■ TRY IT:
Please tally the lines below that contain the string "SqliteConnectOptions" and reply with that figure only.
+++ DATA TO PROCESS +++
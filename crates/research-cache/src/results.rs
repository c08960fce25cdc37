use chrono::{DateTime, NaiveDate, Utc};
use serde_json::Value;
use sqlx::sqlite::{SqliteConnectOptions, SqlitePoolOptions};
use sqlx::{Row, SqlitePool};
use std::path::Path;
use std::str::FromStr;

use research_core::{variant_full, variant_metrics, AnalysisBundle, ResearchError};

/// A bundle as read back from the store. Freshness against per-fragment TTLs
/// is the caller's decision.
#[derive(Debug, Clone)]
pub struct StoredBundle {
    pub bundle: AnalysisBundle,
    pub updated_at: DateTime<Utc>,
}

#[derive(Debug, Clone)]
pub struct StoredLlmOutput {
    pub output: Value,
    pub model: String,
    pub updated_at: DateTime<Utc>,
}

/// Durable index of finalized bundles keyed by (ticker, date, model variant),
/// plus the LLM output cache keyed by payload hash.
#[derive(Clone)]
pub struct ResultsStore {
    pool: SqlitePool,
}

impl ResultsStore {
    pub async fn open(path: &str) -> Result<Self, ResearchError> {
        if let Some(parent) = Path::new(path).parent() {
            if !parent.as_os_str().is_empty() {
                std::fs::create_dir_all(parent)
                    .map_err(|e| ResearchError::Storage(format!("create {}: {e}", parent.display())))?;
            }
        }
        let options = SqliteConnectOptions::from_str(&format!("sqlite://{path}"))
            .map_err(|e| ResearchError::Storage(e.to_string()))?
            .create_if_missing(true);
        let pool = SqlitePoolOptions::new()
            .max_connections(5)
            .connect_with(options)
            .await
            .map_err(|e| ResearchError::Storage(e.to_string()))?;
        let store = Self { pool };
        store.init().await?;
        Ok(store)
    }

    /// Fresh private store; used by tests.
    pub async fn open_in_memory() -> Result<Self, ResearchError> {
        let options = SqliteConnectOptions::from_str("sqlite::memory:")
            .map_err(|e| ResearchError::Storage(e.to_string()))?;
        let pool = SqlitePoolOptions::new()
            .max_connections(1)
            .connect_with(options)
            .await
            .map_err(|e| ResearchError::Storage(e.to_string()))?;
        let store = Self { pool };
        store.init().await?;
        Ok(store)
    }

    async fn init(&self) -> Result<(), ResearchError> {
        sqlx::query(
            "CREATE TABLE IF NOT EXISTS analysis_results (
                ticker TEXT NOT NULL,
                analysis_date TEXT NOT NULL,
                model_variant TEXT NOT NULL,
                bundle_json TEXT NOT NULL,
                updated_at TEXT NOT NULL,
                PRIMARY KEY (ticker, analysis_date, model_variant)
            )",
        )
        .execute(&self.pool)
        .await
        .map_err(|e| ResearchError::Storage(e.to_string()))?;

        sqlx::query(
            "CREATE TABLE IF NOT EXISTS llm_cache (
                payload_hash TEXT PRIMARY KEY,
                output_json TEXT NOT NULL,
                model TEXT NOT NULL,
                updated_at TEXT NOT NULL
            )",
        )
        .execute(&self.pool)
        .await
        .map_err(|e| ResearchError::Storage(e.to_string()))?;

        Ok(())
    }

    pub async fn get_bundle(
        &self,
        ticker: &str,
        date: NaiveDate,
        model_variant: &str,
    ) -> Result<Option<StoredBundle>, ResearchError> {
        let row = sqlx::query(
            "SELECT bundle_json, updated_at FROM analysis_results
             WHERE ticker = ? AND analysis_date = ? AND model_variant = ?",
        )
        .bind(ticker)
        .bind(date.to_string())
        .bind(model_variant)
        .fetch_optional(&self.pool)
        .await
        .map_err(|e| ResearchError::Storage(e.to_string()))?;

        let Some(row) = row else {
            return Ok(None);
        };
        let bundle_json: String = row.get("bundle_json");
        let updated_at: String = row.get("updated_at");
        let bundle = serde_json::from_str(&bundle_json)
            .map_err(|e| ResearchError::Storage(format!("corrupt bundle: {e}")))?;
        let updated_at = DateTime::parse_from_rfc3339(&updated_at)
            .map_err(|e| ResearchError::Storage(format!("corrupt timestamp: {e}")))?
            .with_timezone(&Utc);
        Ok(Some(StoredBundle { bundle, updated_at }))
    }

    /// Upsert; the bundle is the unit of atomicity.
    pub async fn put_bundle(
        &self,
        ticker: &str,
        date: NaiveDate,
        model_variant: &str,
        bundle: &AnalysisBundle,
    ) -> Result<(), ResearchError> {
        let bundle_json = serde_json::to_string(bundle)
            .map_err(|e| ResearchError::Storage(format!("serialize bundle: {e}")))?;
        sqlx::query(
            "INSERT INTO analysis_results (ticker, analysis_date, model_variant, bundle_json, updated_at)
             VALUES (?, ?, ?, ?, ?)
             ON CONFLICT (ticker, analysis_date, model_variant)
             DO UPDATE SET bundle_json = excluded.bundle_json, updated_at = excluded.updated_at",
        )
        .bind(ticker)
        .bind(date.to_string())
        .bind(model_variant)
        .bind(bundle_json)
        .bind(Utc::now().to_rfc3339())
        .execute(&self.pool)
        .await
        .map_err(|e| ResearchError::Storage(e.to_string()))?;
        Ok(())
    }

    /// Removes the bare, `__full` and `__metrics` variants for a model.
    pub async fn delete_variants(
        &self,
        ticker: &str,
        date: NaiveDate,
        model: &str,
    ) -> Result<u64, ResearchError> {
        let mut deleted = 0;
        for variant in [
            model.to_string(),
            variant_full(model),
            variant_metrics(model),
        ] {
            let result = sqlx::query(
                "DELETE FROM analysis_results
                 WHERE ticker = ? AND analysis_date = ? AND model_variant = ?",
            )
            .bind(ticker)
            .bind(date.to_string())
            .bind(&variant)
            .execute(&self.pool)
            .await
            .map_err(|e| ResearchError::Storage(e.to_string()))?;
            deleted += result.rows_affected();
        }
        Ok(deleted)
    }

    pub async fn get_llm_output(
        &self,
        payload_hash: &str,
    ) -> Result<Option<StoredLlmOutput>, ResearchError> {
        let row = sqlx::query(
            "SELECT output_json, model, updated_at FROM llm_cache WHERE payload_hash = ?",
        )
        .bind(payload_hash)
        .fetch_optional(&self.pool)
        .await
        .map_err(|e| ResearchError::Storage(e.to_string()))?;

        let Some(row) = row else {
            return Ok(None);
        };
        let output_json: String = row.get("output_json");
        let model: String = row.get("model");
        let updated_at: String = row.get("updated_at");
        let output = serde_json::from_str(&output_json)
            .map_err(|e| ResearchError::Storage(format!("corrupt llm cache entry: {e}")))?;
        let updated_at = DateTime::parse_from_rfc3339(&updated_at)
            .map_err(|e| ResearchError::Storage(format!("corrupt timestamp: {e}")))?
            .with_timezone(&Utc);
        Ok(Some(StoredLlmOutput {
            output,
            model,
            updated_at,
        }))
    }

    pub async fn put_llm_output(
        &self,
        payload_hash: &str,
        model: &str,
        output: &Value,
    ) -> Result<(), ResearchError> {
        let output_json = serde_json::to_string(output)
            .map_err(|e| ResearchError::Storage(format!("serialize llm output: {e}")))?;
        sqlx::query(
            "INSERT INTO llm_cache (payload_hash, output_json, model, updated_at)
             VALUES (?, ?, ?, ?)
             ON CONFLICT (payload_hash)
             DO UPDATE SET output_json = excluded.output_json, model = excluded.model,
                           updated_at = excluded.updated_at",
        )
        .bind(payload_hash)
        .bind(model)
        .bind(output_json)
        .bind(Utc::now().to_rfc3339())
        .execute(&self.pool)
        .await
        .map_err(|e| ResearchError::Storage(e.to_string()))?;
        Ok(())
    }
}

#[cfg(test)]
mod tests {
    use super::*;
    use research_core::{AnalysisMode, FetchedData, RequestInput};
    use serde_json::json;

    fn sample_bundle(ticker: &str, model: &str) -> AnalysisBundle {
        AnalysisBundle {
            input: RequestInput {
                ticker: ticker.to_string(),
                date: NaiveDate::from_ymd_opt(2024, 1, 2).unwrap(),
                mode: AnalysisMode::Full,
                model: model.to_string(),
            },
            fetched: FetchedData::default(),
            analysis: Some(json!({"action": {"rating": "BUY"}})),
            llm_usage: None,
            analysis_model: model.to_string(),
            news: None,
            momentum: None,
            institutional: None,
            earnings_call: None,
            analyst_signals: None,
            per_filing_summaries: Vec::new(),
            analyst_metrics: None,
            macro_context: None,
            inputs: None,
            generated_at: Utc::now(),
        }
    }

    #[tokio::test]
    async fn bundle_upsert_and_read_back() {
        let store = ResultsStore::open_in_memory().await.unwrap();
        let date = NaiveDate::from_ymd_opt(2024, 1, 2).unwrap();
        let bundle = sample_bundle("NVDA", "gpt-4o");

        store
            .put_bundle("NVDA", date, "gpt-4o__full", &bundle)
            .await
            .unwrap();
        let stored = store
            .get_bundle("NVDA", date, "gpt-4o__full")
            .await
            .unwrap()
            .unwrap();
        assert_eq!(stored.bundle.input.ticker, "NVDA");

        // Upsert overwrites in place.
        store
            .put_bundle("NVDA", date, "gpt-4o__full", &bundle)
            .await
            .unwrap();
        assert!(store
            .get_bundle("NVDA", date, "gpt-4o__full")
            .await
            .unwrap()
            .is_some());
        assert!(store
            .get_bundle("NVDA", date, "gpt-4o__metrics")
            .await
            .unwrap()
            .is_none());
    }

    #[tokio::test]
    async fn delete_variants_removes_all_three() {
        let store = ResultsStore::open_in_memory().await.unwrap();
        let date = NaiveDate::from_ymd_opt(2024, 1, 2).unwrap();
        let bundle = sample_bundle("NVDA", "gpt-4o");

        for variant in ["gpt-4o", "gpt-4o__full", "gpt-4o__metrics"] {
            store.put_bundle("NVDA", date, variant, &bundle).await.unwrap();
        }
        let deleted = store.delete_variants("NVDA", date, "gpt-4o").await.unwrap();
        assert_eq!(deleted, 3);
        for variant in ["gpt-4o", "gpt-4o__full", "gpt-4o__metrics"] {
            assert!(store.get_bundle("NVDA", date, variant).await.unwrap().is_none());
        }
    }

    #[tokio::test]
    async fn llm_cache_round_trip() {
        let store = ResultsStore::open_in_memory().await.unwrap();
        let output = json!({"action": {"rating": "HOLD", "target_price": 120.0}});

        store.put_llm_output("abc123", "gpt-4o", &output).await.unwrap();
        let hit = store.get_llm_output("abc123").await.unwrap().unwrap();
        assert_eq!(hit.output, output);
        assert_eq!(hit.model, "gpt-4o");
        assert!(store.get_llm_output("missing").await.unwrap().is_none());
    }
}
+++
■ RESPONSE:
3